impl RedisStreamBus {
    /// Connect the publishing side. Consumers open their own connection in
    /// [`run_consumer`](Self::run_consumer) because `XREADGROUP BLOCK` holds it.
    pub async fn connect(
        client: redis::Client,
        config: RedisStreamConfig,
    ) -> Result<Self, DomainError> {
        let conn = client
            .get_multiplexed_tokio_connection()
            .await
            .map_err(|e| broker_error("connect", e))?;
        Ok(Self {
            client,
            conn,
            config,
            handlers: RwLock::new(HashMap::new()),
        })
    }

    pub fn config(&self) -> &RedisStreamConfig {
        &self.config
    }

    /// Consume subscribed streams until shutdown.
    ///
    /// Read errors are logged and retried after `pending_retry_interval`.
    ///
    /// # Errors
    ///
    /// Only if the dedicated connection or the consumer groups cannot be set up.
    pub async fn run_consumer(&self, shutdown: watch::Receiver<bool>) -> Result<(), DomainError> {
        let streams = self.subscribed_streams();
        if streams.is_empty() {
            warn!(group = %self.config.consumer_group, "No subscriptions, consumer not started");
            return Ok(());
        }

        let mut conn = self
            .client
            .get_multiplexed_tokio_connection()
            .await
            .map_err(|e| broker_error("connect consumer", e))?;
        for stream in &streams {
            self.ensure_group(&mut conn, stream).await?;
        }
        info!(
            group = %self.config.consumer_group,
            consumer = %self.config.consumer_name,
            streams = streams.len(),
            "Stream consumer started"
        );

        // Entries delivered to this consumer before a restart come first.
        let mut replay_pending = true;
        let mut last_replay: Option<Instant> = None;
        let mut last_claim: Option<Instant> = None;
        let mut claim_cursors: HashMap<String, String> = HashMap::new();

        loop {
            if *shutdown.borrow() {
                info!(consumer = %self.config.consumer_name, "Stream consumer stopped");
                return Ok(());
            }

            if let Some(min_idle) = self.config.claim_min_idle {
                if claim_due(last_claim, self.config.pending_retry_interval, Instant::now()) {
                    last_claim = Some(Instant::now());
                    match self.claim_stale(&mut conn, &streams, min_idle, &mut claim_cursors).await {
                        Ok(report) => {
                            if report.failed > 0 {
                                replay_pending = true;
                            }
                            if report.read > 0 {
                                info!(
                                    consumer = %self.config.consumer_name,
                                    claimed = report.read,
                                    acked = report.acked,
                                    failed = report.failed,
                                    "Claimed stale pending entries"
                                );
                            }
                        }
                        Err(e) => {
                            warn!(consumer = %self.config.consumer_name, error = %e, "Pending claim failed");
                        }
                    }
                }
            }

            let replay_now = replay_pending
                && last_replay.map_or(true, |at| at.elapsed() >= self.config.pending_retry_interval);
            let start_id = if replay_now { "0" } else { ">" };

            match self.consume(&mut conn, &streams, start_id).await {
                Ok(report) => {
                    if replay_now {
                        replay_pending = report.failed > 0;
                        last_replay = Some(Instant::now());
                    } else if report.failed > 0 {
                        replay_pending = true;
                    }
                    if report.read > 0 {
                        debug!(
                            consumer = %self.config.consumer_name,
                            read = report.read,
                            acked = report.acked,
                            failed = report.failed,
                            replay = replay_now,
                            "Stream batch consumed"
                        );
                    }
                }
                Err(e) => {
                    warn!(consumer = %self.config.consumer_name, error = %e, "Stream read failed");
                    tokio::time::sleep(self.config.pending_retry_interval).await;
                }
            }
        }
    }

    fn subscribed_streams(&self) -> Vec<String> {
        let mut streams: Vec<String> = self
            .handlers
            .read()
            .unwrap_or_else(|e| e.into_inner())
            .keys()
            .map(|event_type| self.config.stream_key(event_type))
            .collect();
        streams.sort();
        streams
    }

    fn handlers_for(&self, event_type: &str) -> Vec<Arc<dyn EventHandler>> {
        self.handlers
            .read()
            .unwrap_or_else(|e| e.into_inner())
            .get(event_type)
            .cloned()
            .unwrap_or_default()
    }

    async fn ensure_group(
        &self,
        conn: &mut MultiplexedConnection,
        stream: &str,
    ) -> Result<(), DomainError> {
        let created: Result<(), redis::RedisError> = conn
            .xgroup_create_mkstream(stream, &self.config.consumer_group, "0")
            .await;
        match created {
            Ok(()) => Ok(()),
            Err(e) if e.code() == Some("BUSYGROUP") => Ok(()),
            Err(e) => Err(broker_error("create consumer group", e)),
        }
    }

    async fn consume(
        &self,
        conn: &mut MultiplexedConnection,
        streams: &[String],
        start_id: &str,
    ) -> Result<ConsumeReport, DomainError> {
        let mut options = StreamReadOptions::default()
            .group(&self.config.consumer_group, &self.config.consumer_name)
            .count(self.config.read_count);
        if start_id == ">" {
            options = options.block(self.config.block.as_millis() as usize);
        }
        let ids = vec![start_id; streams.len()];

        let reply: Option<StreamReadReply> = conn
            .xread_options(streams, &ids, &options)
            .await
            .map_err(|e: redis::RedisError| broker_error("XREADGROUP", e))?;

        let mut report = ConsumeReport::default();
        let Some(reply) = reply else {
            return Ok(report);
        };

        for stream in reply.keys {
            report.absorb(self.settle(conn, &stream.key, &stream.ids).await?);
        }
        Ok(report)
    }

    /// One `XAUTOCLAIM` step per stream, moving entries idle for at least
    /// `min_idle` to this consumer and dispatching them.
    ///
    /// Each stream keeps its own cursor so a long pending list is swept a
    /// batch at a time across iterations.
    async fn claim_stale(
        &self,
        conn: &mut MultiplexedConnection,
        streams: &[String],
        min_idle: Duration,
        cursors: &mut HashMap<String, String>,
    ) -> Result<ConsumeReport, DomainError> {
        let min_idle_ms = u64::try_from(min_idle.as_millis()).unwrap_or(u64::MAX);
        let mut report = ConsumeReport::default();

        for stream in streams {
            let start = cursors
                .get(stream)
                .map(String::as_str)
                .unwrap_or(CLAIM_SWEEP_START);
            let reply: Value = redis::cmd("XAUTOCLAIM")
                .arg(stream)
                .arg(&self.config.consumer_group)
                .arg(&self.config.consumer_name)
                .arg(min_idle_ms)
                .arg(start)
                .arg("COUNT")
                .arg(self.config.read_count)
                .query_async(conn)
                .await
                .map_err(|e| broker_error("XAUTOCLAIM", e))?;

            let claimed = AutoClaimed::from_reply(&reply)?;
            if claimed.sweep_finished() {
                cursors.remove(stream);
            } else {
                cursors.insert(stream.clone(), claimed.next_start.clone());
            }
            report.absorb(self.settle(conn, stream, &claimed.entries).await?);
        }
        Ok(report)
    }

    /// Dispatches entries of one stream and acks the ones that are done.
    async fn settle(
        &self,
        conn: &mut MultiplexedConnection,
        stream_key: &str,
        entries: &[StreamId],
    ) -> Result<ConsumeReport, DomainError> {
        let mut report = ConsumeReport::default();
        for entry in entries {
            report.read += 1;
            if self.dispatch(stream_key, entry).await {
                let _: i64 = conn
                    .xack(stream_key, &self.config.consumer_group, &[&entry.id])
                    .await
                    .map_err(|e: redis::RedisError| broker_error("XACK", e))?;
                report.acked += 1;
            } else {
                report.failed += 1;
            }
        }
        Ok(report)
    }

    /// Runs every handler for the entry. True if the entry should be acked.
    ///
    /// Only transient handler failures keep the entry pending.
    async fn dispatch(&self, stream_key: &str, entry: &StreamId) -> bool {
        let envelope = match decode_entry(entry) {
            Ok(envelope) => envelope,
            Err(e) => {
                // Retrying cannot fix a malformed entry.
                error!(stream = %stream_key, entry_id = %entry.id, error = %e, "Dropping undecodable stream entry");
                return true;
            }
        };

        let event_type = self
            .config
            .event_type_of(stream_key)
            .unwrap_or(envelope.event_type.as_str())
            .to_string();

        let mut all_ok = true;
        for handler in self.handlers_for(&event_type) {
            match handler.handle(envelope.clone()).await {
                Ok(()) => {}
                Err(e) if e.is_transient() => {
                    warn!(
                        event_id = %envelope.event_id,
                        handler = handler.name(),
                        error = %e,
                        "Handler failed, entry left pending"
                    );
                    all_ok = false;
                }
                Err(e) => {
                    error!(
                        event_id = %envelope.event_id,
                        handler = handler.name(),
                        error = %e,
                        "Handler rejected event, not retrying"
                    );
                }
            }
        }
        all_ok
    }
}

* * *

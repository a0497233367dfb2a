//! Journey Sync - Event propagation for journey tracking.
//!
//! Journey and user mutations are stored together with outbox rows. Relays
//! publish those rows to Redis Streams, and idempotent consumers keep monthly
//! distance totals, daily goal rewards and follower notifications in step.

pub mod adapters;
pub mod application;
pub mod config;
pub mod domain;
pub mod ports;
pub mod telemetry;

## Problem requirements
Pull each line holding "info" out of the listing.

## Answer
        info!(
                info!(consumer = %self.config.consumer_name, "Stream consumer stopped");
                                info!(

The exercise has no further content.